◆ **Aim of the task**
All lines in the data bearing the string "GroupNames" should be identified and copied.
** Entries provided follows **
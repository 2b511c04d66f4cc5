//! What-if analysis for topology changes.
//!
//! Both checks are best effort: they report every severed group edge they
//! can prove, and stay silent about references they cannot resolve.

use std::collections::{BTreeSet, HashMap, HashSet};
use std::fmt;

use serde::Serialize;
use tracing::debug;

use crate::extractor::DependencyExtractor;
use crate::index::{aggregate, cross_group_references, GroupDependency, GroupNames};
use crate::model::ResourceDescriptor;
use crate::reference::ResourceReference;

/// What kind of change severs the edge.
#[derive(Debug, Clone, Copy, PartialEq, Eq, Serialize)]
#[serde(rename_all = "snake_case")]
pub enum ImpactKind {
    GroupRemoved,
    ResourceMoved,
}

/// A reference that a proposed change would break.
#[derive(Debug, Clone, PartialEq, Serialize)]
pub struct ImpactWarning {
    pub kind: ImpactKind,
    pub message: String,
    pub source_group: String,
    pub target_group: String,
    /// Resources whose references would dangle.
    pub resources: Vec<String>,
    /// The group edge the warning originates from.
    pub dependency: GroupDependency,
}

impl fmt::Display for ImpactWarning {
    fn fmt(&self, f: &mut fmt::Formatter<'_>) -> fmt::Result {
        write!(f, "{}", self.message)
    }
}

/// Warnings produced by one impact check.
#[derive(Debug, Clone, Default, PartialEq, Serialize)]
pub struct ImpactReport {
    pub warnings: Vec<ImpactWarning>,
}

impl ImpactReport {
    pub fn new(warnings: Vec<ImpactWarning>) -> Self {
        Self { warnings }
    }

    pub fn is_clean(&self) -> bool {
        self.warnings.is_empty()
    }

    /// Groups holding at least one resource with a dangling reference.
    pub fn affected_groups(&self) -> BTreeSet<String> {
        self.warnings
            .iter()
            .map(|warning| warning.source_group.clone())
            .collect()
    }

    pub fn len(&self) -> usize {
        self.warnings.len()
    }

    pub fn is_empty(&self) -> bool {
        self.warnings.is_empty()
    }
}

/// Checks proposed restructurings against existing group edges.
pub struct ImpactAnalyzer;

impl ImpactAnalyzer {
    /// One warning per edge whose target group does not survive.
    ///
    /// Group names are compared case-insensitively.
    pub fn check_group_removal(
        edges: &[GroupDependency],
        surviving_groups: &BTreeSet<String>,
    ) -> Vec<ImpactWarning> {
        let surviving: HashSet<String> = surviving_groups
            .iter()
            .map(|group| group.to_ascii_lowercase())
            .collect();

        edges
            .iter()
            .filter(|edge| !surviving.contains(&edge.target_group.to_ascii_lowercase()))
            .map(|edge| ImpactWarning {
                kind: ImpactKind::GroupRemoved,
                message: format!(
                    "Group '{}' depends on removed group '{}' ({} reference(s) from: {})",
                    edge.source_group,
                    edge.target_group,
                    edge.count,
                    edge.resources.join(", ")
                ),
                source_group: edge.source_group.clone(),
                target_group: edge.target_group.clone(),
                resources: edge.resources.clone(),
                dependency: edge.clone(),
            })
            .collect()
    }

    /// One warning per cross-group reference whose target resource changes
    /// group between `current` and `proposed`.
    ///
    /// Targets are matched by name (and type, when the reference carries
    /// one). Targets missing from either snapshot are skipped.
    pub fn check_resource_move(
        current: &[ResourceDescriptor],
        proposed: &[ResourceDescriptor],
        extractor: &DependencyExtractor<'_>,
    ) -> Vec<ImpactWarning> {
        let names = GroupNames::from_resources(current, extractor);
        let references = cross_group_references(current, extractor, &names);
        let edges = aggregate(&references);
        let edges_by_pair: HashMap<(&str, &str), &GroupDependency> = edges
            .iter()
            .map(|edge| ((edge.source_group.as_str(), edge.target_group.as_str()), edge))
            .collect();

        let current_by_name = index_by_name(current);
        let mut proposed_groups_by_key: HashMap<(&str, String), Vec<&str>> = HashMap::new();
        for candidate in proposed {
            if let Some(group) = extractor.owning_group(candidate) {
                proposed_groups_by_key
                    .entry((candidate.name.as_str(), candidate.resource_type.to_ascii_lowercase()))
                    .or_default()
                    .push(group);
            }
        }

        let mut reported: HashSet<(String, String)> = HashSet::new();
        let mut warnings = Vec::new();

        for crossing in &references {
            let reference = &crossing.reference;
            let Some(target) = find_target(&current_by_name, reference, |candidate| {
                extractor
                    .owning_group(candidate)
                    .is_some_and(|g| g.eq_ignore_ascii_case(&crossing.target_group))
            }) else {
                continue;
            };

            let key = (target.name.as_str(), target.resource_type.to_ascii_lowercase());
            let Some(proposed_groups) = proposed_groups_by_key.get(&key) else {
                continue;
            };
            if proposed_groups
                .iter()
                .any(|g| g.eq_ignore_ascii_case(&crossing.target_group))
            {
                continue;
            }
            let new_group = proposed_groups[0];

            if !reported.insert((crossing.source.name.clone(), target.name.clone())) {
                continue;
            }

            let pair = (crossing.source_group.as_str(), crossing.target_group.as_str());
            let Some(dependency) = edges_by_pair.get(&pair) else {
                continue;
            };

            debug!(
                "Resource '{}' moves from '{}' to '{}'",
                target.name, crossing.target_group, new_group
            );
            warnings.push(ImpactWarning {
                kind: ImpactKind::ResourceMoved,
                message: format!(
                    "Resource '{}' moves from group '{}' to '{}': '{}' in group '{}' still references {}",
                    target.name,
                    crossing.target_group,
                    new_group,
                    crossing.source.name,
                    crossing.source_group,
                    reference.raw
                ),
                source_group: crossing.source_group.clone(),
                target_group: crossing.target_group.clone(),
                resources: vec![crossing.source.name.clone()],
                dependency: (*dependency).clone(),
            });
        }

        warnings
    }
}

/// Resources keyed by name, each with its position in the snapshot.
fn index_by_name(resources: &[ResourceDescriptor]) -> HashMap<&str, Vec<(usize, &ResourceDescriptor)>> {
    let mut by_name: HashMap<&str, Vec<(usize, &ResourceDescriptor)>> = HashMap::new();
    for (position, resource) in resources.iter().enumerate() {
        by_name
            .entry(resource.name.as_str())
            .or_default()
            .push((position, resource));
    }
    by_name
}

/// First resource in snapshot order that `reference` names and that
/// passes `accept`.
fn find_target<'r>(
    by_name: &HashMap<&str, Vec<(usize, &'r ResourceDescriptor)>>,
    reference: &ResourceReference,
    accept: impl Fn(&ResourceDescriptor) -> bool,
) -> Option<&'r ResourceDescriptor> {
    let full = reference.name.as_deref();
    let leaf = reference.leaf_name().filter(|leaf| Some(*leaf) != full);

    [full, leaf]
        .into_iter()
        .flatten()
        .filter_map(|name| by_name.get(name))
        .flatten()
        .filter(|&&(_, candidate)| matches_reference(candidate, reference) && accept(candidate))
        .min_by_key(|&&(position, _)| position)
        .map(|&(_, candidate)| candidate)
}

fn matches_reference(candidate: &ResourceDescriptor, reference: &ResourceReference) -> bool {
    let type_matches = reference
        .resource_type
        .as_deref()
        .map_or(true, |ty| ty.eq_ignore_ascii_case(&candidate.resource_type));
    type_matches && reference.names(&candidate.name)
}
** End of Entries provided **
◆ **Answer below**
use crate::index::{aggregate, cross_group_references, GroupDependency, GroupNames};
        let names = GroupNames::from_resources(current, extractor);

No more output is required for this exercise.